In her inventory of gestures, I now recognized some of my own–that sort of thing happens, doesn’t it? We find ourselves imitating traits we admire in the people we like enough to spend time with. We rub off on one another, it’s only to be expected, but somehow this felt intrusive, intimate, unsettling.

Soon enough, the other members of the theater troupe begin to fall, one by one, to injury, imprisonment or death. Luci must set aside her fondness for the young queen who reminds her so much of herself in her youth and confront with a clear-eyed honesty what’s really happening under the skin of their pantomime production. But will she be able to bear looking into her own past and present, and seeing the real reason she doesn’t want to believe the worst of her bright-eyed, cold-hearted disciple?
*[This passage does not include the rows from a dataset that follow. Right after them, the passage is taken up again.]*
//! GhostLAN SimWorld - synthetic LAN matches for testing anti-cheat.
//!
//! A match is a venue (`Environment`), a roster of scripted players, some
//! of them cheating, and an orchestrator that plays the match tick by tick
//! while the anti-cheat engine watches the event stream. Because the harness
//! knows who really cheats, every run doubles as a labelled test of the
//! detector.
//!
//! # Determinism
//!
//! All randomness is drawn from streams derived from one 64-bit seed, and
//! the default `SimContext` clock only moves when the match sleeps. The same
//! seed and configuration replay the same match event for event.
//!
//! ```text
//! ┌──────────────────────────────────────────────────────┐
//! │                  MatchOrchestrator                   │
//! │   tick: update venue → agents act → match_state      │
//! │        │                   │                         │
//! │  ┌─────▼──────┐      ┌─────▼─────┐   ┌─────────────┐ │
//! │  │ Environment│◄─────│  Agents   │   │ AntiCheat   │ │
//! │  │ + network  │      │ (normal / │──►│ rules + ML  │ │
//! │  │ simulator  │      │  cheat)   │   │             │ │
//! │  └────────────┘      └───────────┘   └─────────────┘ │
//! └──────────────────────────────────────────────────────┘
//! ```
//!
//! # Usage
//!
//! ```ignore
//! use ghostlan_sim::{MatchConfig, MatchOrchestrator, SimContext};
//!
//! let config = MatchConfig { seed: 42, ..Default::default() };
//! let mut orchestrator = MatchOrchestrator::new(config, SimContext::shared(42))?;
//! let stats = orchestrator.run().await?;
//! ```

pub mod agent;
mod context;
pub mod environment;
mod exporter;
pub mod network;
pub mod orchestrator;
pub mod runner;
pub mod scenarios;
pub mod seeds;

pub use agent::{Agent, AgentSnapshot, CheatProfile, NormalProfile, Policy};
pub use context::SimContext;
pub use environment::{
    AgentState, EnemyContact, EnemyQuery, Environment, EnvironmentConfig, EnvironmentSnapshot,
};
pub use exporter::MatchExport;
pub use network::{NetworkEventConfig, NetworkSimulator};
pub use orchestrator::{
    ClockMode, MapPreset, MatchConfig, MatchOrchestrator, MatchPhase, MatchSnapshot, StopHandle,
};
pub use runner::{ConfigOverrides, ScenarioMetrics, ScenarioResult, ScenarioRun, ScenarioRunner};
pub use scenarios::ScenarioId;
pub use seeds::{seed_sweep, SeedStream};

use ghostlan_core::GeometryError;
use ghostlan_env::EnvError;

/// Errors that stop a match from being set up or reported.
///
/// Faults inside a running match (an agent acting on bad input, a detector
/// that fails to fit) are absorbed where they happen and never surface here.
#[derive(Debug, thiserror::Error)]
pub enum SimError {
    #[error("Invalid configuration: {0}")]
    InvalidConfig(String),

    #[error("Match setup failed: {0}")]
    Setup(String),

    #[error("Invalid map: {0}")]
    Geometry(#[from] GeometryError),

    #[error(transparent)]
    Env(#[from] EnvError),

    #[error("Cannot {action} while the match is {phase:?}")]
    IllegalPhase {
        action: &'static str,
        phase: MatchPhase,
    },

    #[error("I/O error: {0}")]
    Io(#[from] std::io::Error),

    #[error("JSON error: {0}")]
    Json(#[from] serde_json::Error),
}
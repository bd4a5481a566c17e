//! Unsupervised outlier scoring over behaviour features.
//!
//! The engine only talks to [`AnomalyDetector`], so the model can be swapped
//! or stubbed. The default model is an isolation forest: outliers are
//! separated by random axis-aligned cuts in fewer steps than inliers.
//!
//! ```text
//! s(x) = 2^(-E[h(x)] / c(n))
//! c(n) = 2 * H(n - 1) - 2 * (n - 1) / n
//! ```

use nalgebra::Vector6;
use rand::seq::index::sample;
use rand::{Rng, SeedableRng};
use rand_chacha::ChaCha8Rng;
use thiserror::Error;

/// `[acc_mean, acc_std, acc_max, speed_mean, speed_std, speed_max]`
pub type FeatureVector = Vector6<f64>;

const EULER_GAMMA: f64 = 0.577_215_664_901_532_9;

/// Model evaluation failures. Never fatal to a match.
#[derive(Debug, Error)]
pub enum DetectorError {
    #[error("Model has not been fitted")]
    NotFitted,

    #[error("Need at least {needed} samples to fit, got {got}")]
    InsufficientSamples { needed: usize, got: usize },

    #[error("Feature {0} is not finite")]
    NonFiniteFeature(usize),
}

/// Result of scoring one feature vector.
#[derive(Debug, Clone, Copy, PartialEq)]
pub struct AnomalyVerdict {
    pub is_anomaly: bool,

    /// Model-specific outlier score (higher = more anomalous)
    pub score: f64,
}

/// Pluggable outlier model.
pub trait AnomalyDetector: Send {
    /// (Re)trains the model on the observations seen so far.
    fn fit(&mut self, samples: &[FeatureVector]) -> Result<(), DetectorError>;

    /// Scores one observation against the fitted model.
    fn score(&self, sample: &FeatureVector) -> Result<AnomalyVerdict, DetectorError>;

    /// Returns the name of this model.
    fn name(&self) -> &str;
}

fn check_finite(sample: &FeatureVector) -> Result<(), DetectorError> {
    match sample.iter().position(|v| !v.is_finite()) {
        Some(i) => Err(DetectorError::NonFiniteFeature(i)),
        None => Ok(()),
    }
}

/// Average path length of an unsuccessful BST search over `n` points.
fn average_path_length(n: usize) -> f64 {
    match n {
        0 | 1 => 0.0,
        2 => 1.0,
        _ => {
            let n = n as f64;
            2.0 * ((n - 1.0).ln() + EULER_GAMMA) - 2.0 * (n - 1.0) / n
        }
    }
}

/// Isolation forest hyper-parameters.
#[derive(Debug, Clone)]
pub struct IsolationForestConfig {
    /// Number of trees
    pub n_trees: usize,

    /// Sub-sample size per tree (capped by the training set)
    pub max_samples: usize,

    /// Expected share of outliers in the training data
    pub contamination: f64,

    /// Seed for sub-sampling and cuts
    pub seed: u64,
}

impl Default for IsolationForestConfig {
    fn default() -> Self {
        Self {
            n_trees: 100,
            max_samples: 256,
            contamination: 0.1,
            seed: 42,
        }
    }
}

#[derive(Debug, Clone)]
enum Node {
    Leaf {
        size: usize,
    },
    Split {
        feature: usize,
        value: f64,
        left: Box<Node>,
        right: Box<Node>,
    },
}

impl Node {
    fn build(points: &[FeatureVector], depth: usize, limit: usize, rng: &mut ChaCha8Rng) -> Node {
        if depth >= limit || points.len() <= 1 {
            return Node::Leaf { size: points.len() };
        }

        // Only features that still vary can separate anything
        let candidates: Vec<(usize, f64, f64)> = (0..6)
            .filter_map(|f| {
                let (lo, hi) = points.iter().fold((f64::INFINITY, f64::NEG_INFINITY), |(lo, hi), p| {
                    (lo.min(p[f]), hi.max(p[f]))
                });
                (lo < hi).then_some((f, lo, hi))
            })
            .collect();

        if candidates.is_empty() {
            return Node::Leaf { size: points.len() };
        }

        let (feature, lo, hi) = candidates[rng.gen_range(0..candidates.len())];
        let value = rng.gen_range(lo..hi);
        let (left, right): (Vec<FeatureVector>, Vec<FeatureVector>) =
            points.iter().partition(|p| p[feature] < value);

        Node::Split {
            feature,
            value,
            left: Box::new(Node::build(&left, depth + 1, limit, rng)),
            right: Box::new(Node::build(&right, depth + 1, limit, rng)),
        }
    }

    fn path_length(&self, x: &FeatureVector, depth: usize) -> f64 {
        match self {
            Node::Leaf { size } => depth as f64 + average_path_length(*size),
            Node::Split { feature, value, left, right } => {
                if x[*feature] < *value {
                    left.path_length(x, depth + 1)
                } else {
                    right.path_length(x, depth + 1)
                }
            }
        }
    }
}

/// Isolation forest outlier model.
pub struct IsolationForest {
    config: IsolationForestConfig,
    trees: Vec<Node>,
    sample_size: usize,

    /// Score above which an observation counts as anomalous
    threshold: Option<f64>,
}

impl IsolationForest {
    pub fn new(config: IsolationForestConfig) -> Self {
        Self {
            config,
            trees: Vec::new(),
            sample_size: 0,
            threshold: None,
        }
    }

    pub fn is_fitted(&self) -> bool {
        self.threshold.is_some()
    }

    fn raw_score(&self, x: &FeatureVector) -> f64 {
        let mean_path = self.trees.iter().map(|t| t.path_length(x, 0)).sum::<f64>()
            / self.trees.len() as f64;
        2f64.powf(-mean_path / average_path_length(self.sample_size))
    }
}

impl Default for IsolationForest {
    fn default() -> Self {
        Self::new(IsolationForestConfig::default())
    }
}

impl AnomalyDetector for IsolationForest {
    fn fit(&mut self, samples: &[FeatureVector]) -> Result<(), DetectorError> {
        if samples.len() < 2 {
            return Err(DetectorError::InsufficientSamples {
                needed: 2,
                got: samples.len(),
            });
        }
        for s in samples {
            check_finite(s)?;
        }

        // Refits are reproducible for the same training set
        let mut rng = ChaCha8Rng::seed_from_u64(self.config.seed);
        self.sample_size = self.config.max_samples.min(samples.len()).max(2);
        let limit = (self.sample_size as f64).log2().ceil() as usize;

        self.trees = (0..self.config.n_trees.max(1))
            .map(|_| {
                let subset: Vec<FeatureVector> = sample(&mut rng, samples.len(), self.sample_size)
                    .into_iter()
                    .map(|i| samples[i])
                    .collect();
                Node::build(&subset, 0, limit, &mut rng)
            })
            .collect();

        let mut scores: Vec<f64> = samples.iter().map(|s| self.raw_score(s)).collect();
        scores.sort_by(|a, b| a.total_cmp(b));
        let quantile = (1.0 - self.config.contamination).clamp(0.0, 1.0);
        let idx = ((quantile * scores.len() as f64).ceil() as usize)
            .saturating_sub(1)
            .min(scores.len() - 1);
        self.threshold = Some(scores[idx]);

        Ok(())
    }

    fn score(&self, sample: &FeatureVector) -> Result<AnomalyVerdict, DetectorError> {
        let threshold = self.threshold.ok_or(DetectorError::NotFitted)?;
        check_finite(sample)?;

        let score = self.raw_score(sample);
        Ok(AnomalyVerdict {
            is_anomaly: score > threshold,
            score,
        })
    }

    fn name(&self) -> &str {
        "IsolationForest"
    }
}
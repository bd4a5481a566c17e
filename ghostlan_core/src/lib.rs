//! GhostLAN core: the match data model and the engines that run on it.
//!
//! - [`action`]: what agents do and what the venue reports back
//! - [`event`]: the append-only match log
//! - [`geometry`]: venue layout and collision
//! - [`anticheat`]: rule and anomaly detection over the event stream

pub mod action;
pub mod anticheat;
pub mod event;
pub mod geometry;

pub use action::{
    Action, ActionKind, ActionResult, CheatFlags, CheatKind, Effect, NetworkImpact, Position,
};
pub use anticheat::{
    AntiCheatConfig, AntiCheatEngine, AnomalyDetector, Detection, DetectionRule, DetectorError,
    Evidence, IsolationForest, AIMBOT_ACCURACY_THRESHOLD,
};
pub use event::{
    Event, EventKind, MatchStateSummary, MatchStats, NetworkEvent, NetworkEventKind,
    PerformanceMetrics,
};
pub use geometry::{GeometryError, MapBounds, MapGeometry, Obstacle, ObstacleKind, SpawnPoints};
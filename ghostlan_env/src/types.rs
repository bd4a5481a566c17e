//! Common types for the GhostLAN environment abstraction.

use serde::{Deserialize, Serialize};
use uuid::Uuid;

/// Stable handle of an agent inside the match arena.
///
/// Handles are dense indices assigned at spawn time and never reused
/// within a match, so the environment and the orchestrator can refer to
/// the same player without sharing the player itself.
#[derive(Debug, Clone, Copy, PartialEq, Eq, Hash, PartialOrd, Ord, Serialize, Deserialize)]
pub struct AgentId(pub usize);

impl AgentId {
    /// Returns the arena index.
    pub fn index(&self) -> usize {
        self.0
    }
}

impl std::fmt::Display for AgentId {
    fn fmt(&self, f: &mut std::fmt::Formatter<'_>) -> std::fmt::Result {
        write!(f, "agent-{}", self.0)
    }
}

/// The two sides of a match.
#[derive(Debug, Clone, Copy, PartialEq, Eq, Hash, Serialize, Deserialize)]
pub enum Team {
    #[serde(rename = "team_a")]
    A,
    #[serde(rename = "team_b")]
    B,
}

impl Team {
    /// Returns the opposing team.
    pub fn opponent(&self) -> Team {
        match self {
            Team::A => Team::B,
            Team::B => Team::A,
        }
    }

    /// Returns the display name used in match summaries.
    pub fn name(&self) -> &'static str {
        match self {
            Team::A => "Team A",
            Team::B => "Team B",
        }
    }
}

impl std::fmt::Display for Team {
    fn fmt(&self, f: &mut std::fmt::Formatter<'_>) -> std::fmt::Result {
        write!(f, "{}", self.name())
    }
}

/// Unique identifier for one match run.
#[derive(Debug, Clone, Copy, PartialEq, Eq, Hash, Serialize, Deserialize)]
pub struct MatchId(pub Uuid);

impl MatchId {
    /// Creates a new random MatchId.
    pub fn new() -> Self {
        Self(Uuid::new_v4())
    }

    /// Creates a deterministic MatchId from a seed (for replayable runs).
    pub fn from_seed(seed: u64) -> Self {
        let mut bytes = [0u8; 16];
        bytes[0..8].copy_from_slice(&seed.to_le_bytes());
        bytes[8..16].copy_from_slice(&seed.wrapping_mul(0x517cc1b727220a95).to_le_bytes());
        Self(Uuid::from_bytes(bytes))
    }
}

impl Default for MatchId {
    fn default() -> Self {
        Self::new()
    }
}

impl std::fmt::Display for MatchId {
    fn fmt(&self, f: &mut std::fmt::Formatter<'_>) -> std::fmt::Result {
        // Show first 8 chars for readability
        write!(f, "{}", &self.0.to_string()[..8])
    }
}
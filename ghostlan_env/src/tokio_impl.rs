//! Production implementation of MatchContext using Tokio.

use crate::context::{mix_seed, MatchContext};
use async_trait::async_trait;
use rand::SeedableRng;
use rand_chacha::ChaCha8Rng;
use std::time::{Duration, Instant, SystemTime};

/// Wall-clock context backed by Tokio.
///
/// Every `sleep` really waits, so tick pacing and simulated latency slow
/// the match down exactly as they would in a venue. Randomness comes from
/// the seed when one is given, otherwise from OS entropy.
pub struct TokioContext {
    /// Start time for monotonic duration calculations
    start: Instant,

    /// Optional master seed
    seed: Option<u64>,
}

impl TokioContext {
    /// Creates an unseeded TokioContext.
    pub fn new() -> Self {
        Self {
            start: Instant::now(),
            seed: None,
        }
    }

    /// Creates a TokioContext whose random streams are reproducible.
    pub fn seeded(seed: u64) -> Self {
        Self {
            start: Instant::now(),
            seed: Some(seed),
        }
    }
}

impl Default for TokioContext {
    fn default() -> Self {
        Self::new()
    }
}

#[async_trait]
impl MatchContext for TokioContext {
    fn now(&self) -> Duration {
        self.start.elapsed()
    }

    fn system_time(&self) -> SystemTime {
        SystemTime::now()
    }

    async fn sleep(&self, duration: Duration) {
        if !duration.is_zero() {
            tokio::time::sleep(duration).await;
        }
    }

    fn derive_rng(&self, stream: u64) -> ChaCha8Rng {
        match self.seed {
            Some(seed) => ChaCha8Rng::seed_from_u64(mix_seed(seed, stream)),
            None => ChaCha8Rng::from_entropy(),
        }
    }

    fn seed(&self) -> u64 {
        self.seed.unwrap_or(0)
    }
}
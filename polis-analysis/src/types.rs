//! Core data model shared across the analysis stages.

use chrono::{DateTime, Utc};
use serde::{Deserialize, Serialize};
use std::collections::BTreeMap;

use polis_common::{Error, Result};

/// Label used when a dimension saw no lexical evidence at all.
pub const NEUTRAL_LABEL: &str = "Mixed/Neutral";

// ============================================================================
// Dimensions
// ============================================================================

/// One of the three independent political axes.
///
/// Positive scores lean toward the first named pole:
/// - Economic: Market (+) vs Planned (−)
/// - Social: Progressive (+) vs Traditional (−)
/// - Governance: Decentralized (+) vs Centralized (−)
#[derive(Debug, Clone, Copy, PartialEq, Eq, PartialOrd, Ord, Hash, Serialize, Deserialize)]
pub enum Dimension {
    Economic,
    Social,
    Governance,
}

impl Dimension {
    /// All dimensions in canonical order; point coordinates follow this order.
    pub const ALL: [Dimension; 3] = [Dimension::Economic, Dimension::Social, Dimension::Governance];

    /// Coordinate index of this dimension inside a 3-d point.
    pub fn index(self) -> usize {
        match self {
            Dimension::Economic => 0,
            Dimension::Social => 1,
            Dimension::Governance => 2,
        }
    }
}

impl std::fmt::Display for Dimension {
    fn fmt(&self, f: &mut std::fmt::Formatter<'_>) -> std::fmt::Result {
        match self {
            Self::Economic => write!(f, "Economic"),
            Self::Social => write!(f, "Social"),
            Self::Governance => write!(f, "Governance"),
        }
    }
}

/// Side of a dimension an indicator or topic pushes toward.
#[derive(Debug, Clone, Copy, PartialEq, Eq, PartialOrd, Ord, Hash, Serialize, Deserialize)]
#[serde(rename_all = "lowercase")]
pub enum Pole {
    Positive,
    Negative,
}

// ============================================================================
// Per-document results
// ============================================================================

/// A topic detected in a document.
#[derive(Debug, Clone, PartialEq, Serialize, Deserialize)]
pub struct TopicMatch {
    pub topic_id: String,
    /// Confidence in [0, 1]
    pub confidence: f64,
}

/// A single keyword or phrase that contributed to a dimension score.
#[derive(Debug, Clone, PartialEq, Serialize, Deserialize)]
pub struct EvidenceItem {
    pub term: String,
    pub pole: Pole,
    pub hits: usize,
    /// Weighted contribution (weight × hits)
    pub contribution: f64,
}

/// Position of one document on one axis.
#[derive(Debug, Clone, PartialEq, Serialize, Deserialize)]
pub struct DimensionScore {
    pub dimension: Dimension,
    /// Signed position in [-1, 1]
    pub score: f64,
    /// Evidence strength in [0, 1]
    pub confidence: f64,
    /// Strongest contributing matches, descending, at most five by default
    pub evidence: Vec<EvidenceItem>,
    pub label: String,
}

impl DimensionScore {
    /// Score for text that carried no evidence on this axis.
    pub fn neutral(dimension: Dimension) -> Self {
        Self {
            dimension,
            score: 0.0,
            confidence: 0.0,
            evidence: Vec::new(),
            label: NEUTRAL_LABEL.to_string(),
        }
    }

    /// `|score| × confidence`, used to pick the dominant dimension.
    pub fn strength(&self) -> f64 {
        self.score.abs() * self.confidence
    }
}

/// Multi-axis result for one document. Never persisted individually.
#[derive(Debug, Clone, PartialEq, Serialize, Deserialize)]
pub struct PoliticalAnalysisResult {
    pub scores: BTreeMap<Dimension, DimensionScore>,
    /// Top topics, descending by confidence
    pub dominant_topics: Vec<TopicMatch>,
    /// Axis with the largest `|score| × confidence`; `None` when all are zero
    pub dominant_dimension: Option<Dimension>,
    /// Mean confidence across the three dimensions
    pub analysis_quality: f64,
}

impl PoliticalAnalysisResult {
    /// Combine three dimension scores and the detected topics.
    pub fn from_scores(scores: Vec<DimensionScore>, dominant_topics: Vec<TopicMatch>) -> Self {
        let mut by_dimension: BTreeMap<Dimension, DimensionScore> = Dimension::ALL
            .iter()
            .map(|d| (*d, DimensionScore::neutral(*d)))
            .collect();
        for score in scores {
            by_dimension.insert(score.dimension, score);
        }

        let analysis_quality = by_dimension.values().map(|s| s.confidence).sum::<f64>()
            / Dimension::ALL.len() as f64;

        // Strictly greater keeps the earliest dimension on ties
        let mut dominant_dimension = None;
        let mut best = 0.0;
        for dimension in Dimension::ALL {
            let strength = by_dimension[&dimension].strength();
            if strength > best {
                best = strength;
                dominant_dimension = Some(dimension);
            }
        }

        Self {
            scores: by_dimension,
            dominant_topics,
            dominant_dimension,
            analysis_quality,
        }
    }

    /// Zero-confidence, empty-evidence result for a failed or empty document.
    pub fn neutral() -> Self {
        Self::from_scores(Vec::new(), Vec::new())
    }

    /// Score on one dimension.
    pub fn score(&self, dimension: Dimension) -> &DimensionScore {
        // from_scores fills every dimension
        &self.scores[&dimension]
    }

    /// Position as a 3-d point in canonical dimension order.
    pub fn point(&self) -> [f64; 3] {
        let mut point = [0.0; 3];
        for dimension in Dimension::ALL {
            point[dimension.index()] = self.score(dimension).score;
        }
        point
    }

    /// Whether any dimension carried evidence.
    pub fn has_signal(&self) -> bool {
        self.analysis_quality > 0.0
    }
}

// ============================================================================
// Corpus input
// ============================================================================

/// Kind of community document.
#[derive(Debug, Clone, Copy, PartialEq, Eq, Hash, Serialize, Deserialize)]
#[serde(rename_all = "lowercase")]
pub enum DocumentKind {
    Post,
    Comment,
}

/// One post or comment supplied by the collection layer.
#[derive(Debug, Clone, Serialize, Deserialize)]
pub struct Document {
    pub text: String,
    pub author_id: String,
    pub created_at: DateTime<Utc>,
    #[serde(default = "default_kind")]
    pub kind: DocumentKind,
    /// Parent comment or post, for replies
    #[serde(default)]
    pub parent_id: Option<String>,
    /// Reply depth; 0 for posts and top-level comments
    #[serde(default)]
    pub depth: u32,
}

fn default_kind() -> DocumentKind {
    DocumentKind::Post
}

/// Inclusive time window a profile covers.
#[derive(Debug, Clone, Copy, PartialEq, Eq, Serialize, Deserialize)]
pub struct TimeWindow {
    pub start: DateTime<Utc>,
    pub end: DateTime<Utc>,
}

impl TimeWindow {
    /// Create a window; `end` must not precede `start`.
    pub fn new(start: DateTime<Utc>, end: DateTime<Utc>) -> Result<Self> {
        if end < start {
            return Err(Error::Validation(format!(
                "time window ends ({end}) before it starts ({start})"
            )));
        }
        Ok(Self { start, end })
    }

    /// Whole days covered by the window.
    pub fn days(&self) -> i64 {
        (self.end - self.start).num_days()
    }

    /// Whether a timestamp falls inside the window.
    pub fn contains(&self, at: DateTime<Utc>) -> bool {
        at >= self.start && at <= self.end
    }
}

#[cfg(test)]
mod tests {
    use super::*;
    use chrono::Duration;

    fn score(dimension: Dimension, score: f64, confidence: f64) -> DimensionScore {
        DimensionScore {
            dimension,
            score,
            confidence,
            evidence: Vec::new(),
            label: String::new(),
        }
    }

    #[test]
    fn test_neutral_result_has_no_signal() {
        let result = PoliticalAnalysisResult::neutral();
        assert_eq!(result.scores.len(), 3);
        assert_eq!(result.analysis_quality, 0.0);
        assert_eq!(result.dominant_dimension, None);
        assert_eq!(result.point(), [0.0, 0.0, 0.0]);
        assert!(result
            .scores
            .values()
            .all(|s| s.label == NEUTRAL_LABEL && s.evidence.is_empty()));
    }

    #[test]
    fn test_dominant_dimension_and_quality() {
        let result = PoliticalAnalysisResult::from_scores(
            vec![
                score(Dimension::Economic, 0.5, 0.4),
                score(Dimension::Social, -0.9, 0.5),
                score(Dimension::Governance, 1.0, 0.3),
            ],
            Vec::new(),
        );
        assert_eq!(result.dominant_dimension, Some(Dimension::Social));
        assert!((result.analysis_quality - 0.4).abs() < 1e-12);
        assert_eq!(result.point(), [0.5, -0.9, 1.0]);
    }

    #[test]
    fn test_dominant_dimension_tie_keeps_canonical_order() {
        let result = PoliticalAnalysisResult::from_scores(
            vec![
                score(Dimension::Economic, 0.5, 0.5),
                score(Dimension::Governance, -0.5, 0.5),
            ],
            Vec::new(),
        );
        assert_eq!(result.dominant_dimension, Some(Dimension::Economic));
    }

    #[test]
    fn test_time_window_days() {
        let start = Utc::now();
        let window = TimeWindow::new(start, start + Duration::days(7)).unwrap();
        assert_eq!(window.days(), 7);
        assert!(window.contains(start + Duration::days(3)));
        assert!(TimeWindow::new(start, start - Duration::seconds(1)).is_err());
    }

    #[test]
    fn test_dimension_map_serializes_with_named_keys() {
        let json = serde_json::to_string(&PoliticalAnalysisResult::neutral()).unwrap();
        assert!(json.contains("\"Economic\""));
        assert!(json.contains("\"Governance\""));
    }
}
Written in unrelenting prose that’s as arch as a drag queen’s stage-honed patter, replete with diamond-sharp wit and the nth-tuple of entendres, this novel pings merrily from one aside to another in a polymath’s delight of pop culture, theater and that fantastic city known as Gasglow, not to be confused with the Scottish city on our own pedestrian maps. Fueled by The Glamour and, more prosaically, mind-altering substances, Luci and Luda match wits and wills as they vie for supremacy. It’s a fascinating cage fight, made more so by Luci’s self-reflection as an elder queer and consummate performer:

For me it was always about the drag.

 

What am I? Where do I fit on the scale, or the spectrum? How would I know? I’m sure I don’t have time to be a narcissist–I’m too busy checking my makeup in the mirror.

 

My head was, still is, a half-built haunted arcade of shifting selves and liquid identities, voice impressions, disguises and shadows, reflections and lightning among the rafters.

These moments of introspection are cool emotional oases amidst the shocks that come either sharp and quick, or slowly with the unbearable tension of dread in this recursive puzzle box of a thriller. In all honesty, I don’t think I quite understood the ending, though I fully appreciated everything else until then. Hopefully, this will only be the first entry in a new subset of Mx Morrison’s expanding and ever compelling bibliography.